Find all the lines in the entries below that hold the word "handed" and copy them.

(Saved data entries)
* * *

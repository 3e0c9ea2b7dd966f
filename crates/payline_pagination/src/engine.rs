//! Transport-agnostic pagination over a [`PageFetcher`].

use crate::{PageFetcher, PageStep, Paginator};
use async_stream::stream;
use futures_util::stream::{Stream, try_unfold};
use payline_core::{CursorOptions, Page};
use payline_error::{PaylineError, PaylineResult};
use std::marker::PhantomData;
use std::pin::Pin;
use std::sync::Arc;
use tracing::{debug, instrument, warn};

/// Page count cap applied by [`FetchAllOptions::default`].
pub const DEFAULT_MAX_PAGES: usize = 100;

/// Lazy stream of pages.
pub type PageStream<T> = Pin<Box<dyn Stream<Item = PaylineResult<Page<T>>> + Send>>;

/// Lazy stream of individual items.
pub type ItemStream<T> = Pin<Box<dyn Stream<Item = PaylineResult<T>> + Send>>;

/// Bounds for [`PaginationEngine::fetch_all_pages`].
#[derive(Debug, Clone, PartialEq, Eq)]
pub struct FetchAllOptions {
    /// Where to start and which filters to apply
    pub cursor: CursorOptions,
    /// Stop after this many fetches
    pub max_pages: usize,
    /// Stop once this many items were collected
    pub max_items: Option<usize>,
}

impl FetchAllOptions {
    /// Fetch everything reachable from `cursor`, within the default page cap.
    pub fn new(cursor: CursorOptions) -> Self {
        Self {
            cursor,
            ..Self::default()
        }
    }

    /// Cap the number of fetches.
    pub fn with_max_pages(mut self, max_pages: usize) -> Self {
        self.max_pages = max_pages;
        self
    }

    /// Cap the number of items returned.
    pub fn with_max_items(mut self, max_items: usize) -> Self {
        self.max_items = Some(max_items);
        self
    }
}

impl Default for FetchAllOptions {
    fn default() -> Self {
        Self {
            cursor: CursorOptions::default(),
            max_pages: DEFAULT_MAX_PAGES,
            max_items: None,
        }
    }
}

/// Drives a [`PageFetcher`] through cursor-paginated collections.
///
/// # Examples
///
/// ```
/// use payline_core::{CursorOptions, Page, PageRequest};
/// use payline_error::{PaylineError, PaylineResult};
/// use payline_pagination::{FetchAllOptions, PaginationEngine};
///
/// # #[tokio::main(flavor = "current_thread")]
/// # async fn main() -> PaylineResult<()> {
/// // 25 numbered items served 10 at a time
/// let engine = PaginationEngine::new(|request: PageRequest| async move {
///     let start: usize = request.after_id.as_deref().map_or(0, |id| id.parse().unwrap());
///     let end = (start + request.limit as usize).min(25);
///     let has_more = end < 25;
///     let after_id = has_more.then(|| end.to_string());
///     PaylineResult::Ok(Page::new((start..end).collect::<Vec<_>>(), has_more, after_id))
/// });
///
/// let all = engine.fetch_all_pages(&FetchAllOptions::default()).await?;
/// assert_eq!(all.len(), 25);
///
/// let first = engine.fetch_single_page(&CursorOptions::new().with_limit(5)).await?;
/// assert_eq!(first.data, vec![0, 1, 2, 3, 4]);
/// # Ok(())
/// # }
/// ```
pub struct PaginationEngine<T, F> {
    fetcher: Arc<F>,
    _marker: PhantomData<fn() -> T>,
}

impl<T, F> Clone for PaginationEngine<T, F> {
    fn clone(&self) -> Self {
        Self {
            fetcher: Arc::clone(&self.fetcher),
            _marker: PhantomData,
        }
    }
}

impl<T, F> std::fmt::Debug for PaginationEngine<T, F> {
    fn fmt(&self, f: &mut std::fmt::Formatter<'_>) -> std::fmt::Result {
        f.debug_struct("PaginationEngine").finish_non_exhaustive()
    }
}

impl<T, F> PaginationEngine<T, F>
where
    F: PageFetcher<T>,
{
    /// Create an engine around `fetcher`.
    pub fn new(fetcher: F) -> Self {
        Self::from_arc(Arc::new(fetcher))
    }

    /// Create an engine around a shared fetcher.
    pub fn from_arc(fetcher: Arc<F>) -> Self {
        Self {
            fetcher,
            _marker: PhantomData,
        }
    }

    /// Fetch exactly one page.
    ///
    /// # Errors
    ///
    /// Returns a validation error, without fetching, when the limit is outside
    /// `1..=100`. Fetcher errors propagate unchanged.
    #[instrument(skip(self, options), fields(limit = ?options.limit, after_id = ?options.after_id))]
    pub async fn fetch_single_page(&self, options: &CursorOptions) -> PaylineResult<Page<T>> {
        let request = options.to_request()?;
        self.fetcher.fetch_page(&request).await
    }

    /// Follow the cursor and collect items until a bound is hit.
    ///
    /// Stops when `max_items` were collected (truncating the last page), when
    /// `max_pages` pages were fetched, when the server reports no more pages,
    /// or when a page claims more results but gives no cursor to follow.
    ///
    /// # Errors
    ///
    /// Returns a validation error before any fetch for an invalid limit. The
    /// first fetcher error aborts the walk and is returned unchanged.
    #[instrument(skip(self, options), fields(max_pages = options.max_pages, max_items = ?options.max_items))]
    pub async fn fetch_all_pages(&self, options: &FetchAllOptions) -> PaylineResult<Vec<T>> {
        let mut request = options.cursor.to_request()?;
        let mut items = Vec::new();
        let mut pages = 0usize;

        loop {
            if pages >= options.max_pages {
                debug!(pages, "Reached page cap");
                break;
            }
            if options.max_items.is_some_and(|max| items.len() >= max) {
                break;
            }

            let page = self.fetcher.fetch_page(&request).await?;
            pages += 1;
            let has_more = page.has_more;
            let after_id = page.after_id;
            items.extend(page.data);

            if let Some(max) = options.max_items {
                if items.len() >= max {
                    items.truncate(max);
                    debug!(max, "Reached item cap");
                    break;
                }
            }
            if !has_more {
                break;
            }
            match after_id {
                Some(after_id) => {
                    request.after_id = Some(after_id);
                    request.before_id = None;
                }
                None => {
                    warn!(pages, "Page reports more results without a cursor, stopping");
                    break;
                }
            }
        }

        debug!(pages, items = items.len(), "Finished collecting pages");
        Ok(items)
    }

    /// A resumable paginator starting from `initial`.
    pub fn paginator(&self, initial: CursorOptions) -> Paginator<T, F> {
        Paginator::new(Arc::clone(&self.fetcher), initial)
    }
}

impl<T, F> PaginationEngine<T, F>
where
    T: Send + 'static,
    F: PageFetcher<T> + 'static,
{
    /// Lazily yield pages, one fetch per poll.
    ///
    /// The stream is finite and forward-only. It ends after the last page or
    /// after yielding the first error. Dropping it stops all fetching.
    pub fn iterate_pages(&self, options: CursorOptions) -> PageStream<T> {
        let paginator = self.paginator(options);
        Box::pin(try_unfold(paginator, |mut paginator| async move {
            if !paginator.has_more() {
                return Ok(None);
            }
            let PageStep { value, .. } = paginator.next().await?;
            Ok::<_, PaylineError>(Some((value, paginator)))
        }))
    }

    /// Lazily yield items across pages.
    ///
    /// With `max_items` set, the stream ends as soon as that many items were
    /// yielded and fetches no further page.
    pub fn iterate_items(&self, options: CursorOptions, max_items: Option<usize>) -> ItemStream<T> {
        let mut paginator = self.paginator(options);
        Box::pin(stream! {
            let mut yielded = 0usize;
            'pages: while paginator.has_more() && !max_items.is_some_and(|max| yielded >= max) {
                let step = match paginator.next().await {
                    Ok(step) => step,
                    Err(err) => {
                        yield Err(err);
                        break 'pages;
                    }
                };
                for item in step.value.data {
                    yield Ok(item);
                    yielded += 1;
                    if max_items.is_some_and(|max| yielded >= max) {
                        break 'pages;
                    }
                }
            }
        })
    }
}
//! Cursor pagination types.
//!
//! List endpoints return pages addressed by opaque cursors (`after_id` /
//! `before_id`) rather than numeric offsets. [`CursorOptions`] is what callers
//! build; [`PageRequest`] is the validated form handed to a page fetcher.

use payline_error::{PaylineResult, ValidationError};
use serde::{Deserialize, Serialize};
use std::collections::BTreeMap;

/// Page size used when the caller does not pick one.
pub const DEFAULT_PAGE_LIMIT: u32 = 10;

/// Largest page size the API accepts.
pub const MAX_PAGE_LIMIT: u32 = 100;

/// Anything that carries a server-assigned identifier usable as a cursor.
pub trait Identifiable {
    /// The resource identifier.
    fn id(&self) -> &str;
}

/// One page of a cursor-paginated collection.
///
/// Items keep the order the server returned them in.
///
/// # Examples
///
/// ```
/// use payline_core::Page;
///
/// let page = Page::new(vec![1, 2, 3], true, Some("item_3".to_string()));
/// assert_eq!(page.len(), 3);
/// assert!(page.has_more);
///
/// let empty: Page<u32> = Page::empty();
/// assert!(empty.is_empty());
/// assert!(!empty.has_more);
/// ```
#[derive(Debug, Clone, PartialEq, Serialize, Deserialize)]
pub struct Page<T> {
    /// Items on this page, in server order
    pub data: Vec<T>,
    /// Whether the server reports more items after this page
    pub has_more: bool,
    /// Cursor to resume after this page
    #[serde(default, skip_serializing_if = "Option::is_none")]
    pub after_id: Option<String>,
}

impl<T> Page<T> {
    /// Create a page.
    pub fn new(data: Vec<T>, has_more: bool, after_id: Option<String>) -> Self {
        Self {
            data,
            has_more,
            after_id,
        }
    }

    /// A page with no items and nothing after it.
    pub fn empty() -> Self {
        Self::new(Vec::new(), false, None)
    }

    /// Number of items on the page.
    pub fn len(&self) -> usize {
        self.data.len()
    }

    /// True when the page holds no items.
    pub fn is_empty(&self) -> bool {
        self.data.is_empty()
    }

    /// Cursor for the next page, only when the server reports one exists.
    pub fn next_cursor(&self) -> Option<&str> {
        if self.has_more {
            self.after_id.as_deref()
        } else {
            None
        }
    }

    /// Consume the page, keeping its items.
    pub fn into_data(self) -> Vec<T> {
        self.data
    }
}

impl<T> Default for Page<T> {
    fn default() -> Self {
        Self::empty()
    }
}

/// Wire envelope returned by list endpoints.
///
/// ```json
/// { "data": [...], "has_more": true, "after_id": "cust_123" }
/// ```
///
/// Some endpoints omit `after_id`; [`ListEnvelope::into_page`] then falls
/// back to the id of the last item.
#[derive(Debug, Clone, PartialEq, Deserialize)]
pub struct ListEnvelope<T> {
    /// Items on this page
    #[serde(default = "Vec::new")]
    pub data: Vec<T>,
    /// Whether more items follow
    #[serde(default)]
    pub has_more: bool,
    /// Explicit resume cursor, if the server sent one
    #[serde(default)]
    pub after_id: Option<String>,
}

impl<T: Identifiable> ListEnvelope<T> {
    /// Convert into a [`Page`], deriving the cursor when it is missing.
    pub fn into_page(self) -> Page<T> {
        let after_id = self.after_id.or_else(|| {
            if self.has_more {
                self.data.last().map(|item| item.id().to_string())
            } else {
                None
            }
        });
        Page::new(self.data, self.has_more, after_id)
    }
}

/// Caller-facing pagination options.
///
/// Every field is optional so that options can be merged: values set on an
/// override win, filter parameters are combined.
///
/// # Examples
///
/// ```
/// use payline_core::CursorOptions;
///
/// let base = CursorOptions::new().with_limit(25).with_param("status", "PAID");
/// let resumed = base.merge(&CursorOptions::new().with_after_id("inv_42"));
///
/// assert_eq!(resumed.limit, Some(25));
/// assert_eq!(resumed.after_id.as_deref(), Some("inv_42"));
/// assert_eq!(resumed.params.get("status").map(String::as_str), Some("PAID"));
/// ```
#[derive(Debug, Clone, Default, PartialEq, Eq, Serialize, Deserialize)]
pub struct CursorOptions {
    /// Page size, `1..=100` (default 10)
    #[serde(default)]
    pub limit: Option<u32>,
    /// Resume after this item
    #[serde(default)]
    pub after_id: Option<String>,
    /// Resume before this item
    #[serde(default)]
    pub before_id: Option<String>,
    /// Filter, search and sort parameters passed through verbatim
    #[serde(default)]
    pub params: BTreeMap<String, String>,
}

impl CursorOptions {
    /// Options with every field unset.
    pub fn new() -> Self {
        Self::default()
    }

    /// Set the page size.
    pub fn with_limit(mut self, limit: u32) -> Self {
        self.limit = Some(limit);
        self
    }

    /// Resume after the given item id.
    pub fn with_after_id(mut self, after_id: impl Into<String>) -> Self {
        self.after_id = Some(after_id.into());
        self
    }

    /// Resume before the given item id.
    pub fn with_before_id(mut self, before_id: impl Into<String>) -> Self {
        self.before_id = Some(before_id.into());
        self
    }

    /// Add a pass-through query parameter.
    pub fn with_param(mut self, key: impl Into<String>, value: impl Into<String>) -> Self {
        self.params.insert(key.into(), value.into());
        self
    }

    /// Overlay `overrides` on top of `self`.
    pub fn merge(&self, overrides: &CursorOptions) -> CursorOptions {
        let mut params = self.params.clone();
        params.extend(
            overrides
                .params
                .iter()
                .map(|(k, v)| (k.clone(), v.clone())),
        );
        CursorOptions {
            limit: overrides.limit.or(self.limit),
            after_id: overrides.after_id.clone().or_else(|| self.after_id.clone()),
            before_id: overrides
                .before_id
                .clone()
                .or_else(|| self.before_id.clone()),
            params,
        }
    }

    /// Validate the options and resolve defaults.
    ///
    /// # Errors
    ///
    /// Returns a validation error when `limit` is outside `1..=100`.
    pub fn to_request(&self) -> PaylineResult<PageRequest> {
        let limit = self.limit.unwrap_or(DEFAULT_PAGE_LIMIT);
        if !(1..=MAX_PAGE_LIMIT).contains(&limit) {
            return Err(ValidationError::single(
                "limit",
                format!("must be between 1 and {}, got {}", MAX_PAGE_LIMIT, limit),
            )
            .into());
        }
        Ok(PageRequest {
            limit,
            after_id: self.after_id.clone(),
            before_id: self.before_id.clone(),
            params: self.params.clone(),
        })
    }
}

/// Validated request for a single page, as handed to a page fetcher.
#[derive(Debug, Clone, PartialEq, Eq, Serialize)]
pub struct PageRequest {
    /// Page size, already within `1..=100`
    pub limit: u32,
    /// Resume after this item
    pub after_id: Option<String>,
    /// Resume before this item
    pub before_id: Option<String>,
    /// Pass-through query parameters
    pub params: BTreeMap<String, String>,
}

impl PageRequest {
    /// Query pairs in wire form: `limit`, `after_id`, `before_id`, then filters.
    ///
    /// # Examples
    ///
    /// ```
    /// use payline_core::CursorOptions;
    ///
    /// let request = CursorOptions::new()
    ///     .with_after_id("cust_9")
    ///     .with_param("reference_id", "ref-1")
    ///     .to_request()
    ///     .unwrap();
    ///
    /// assert_eq!(
    ///     request.query_pairs(),
    ///     vec![
    ///         ("limit".to_string(), "10".to_string()),
    ///         ("after_id".to_string(), "cust_9".to_string()),
    ///         ("reference_id".to_string(), "ref-1".to_string()),
    ///     ]
    /// );
    /// ```
    pub fn query_pairs(&self) -> Vec<(String, String)> {
        let mut pairs = vec![("limit".to_string(), self.limit.to_string())];
        if let Some(after_id) = &self.after_id {
            pairs.push(("after_id".to_string(), after_id.clone()));
        }
        if let Some(before_id) = &self.before_id {
            pairs.push(("before_id".to_string(), before_id.clone()));
        }
        pairs.extend(self.params.iter().map(|(k, v)| (k.clone(), v.clone())));
        pairs
    }
}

* * *

> Written answer
//! build; [`PageRequest`] is the validated form handed to a page fetcher.
/// Validated request for a single page, as handed to a page fetcher.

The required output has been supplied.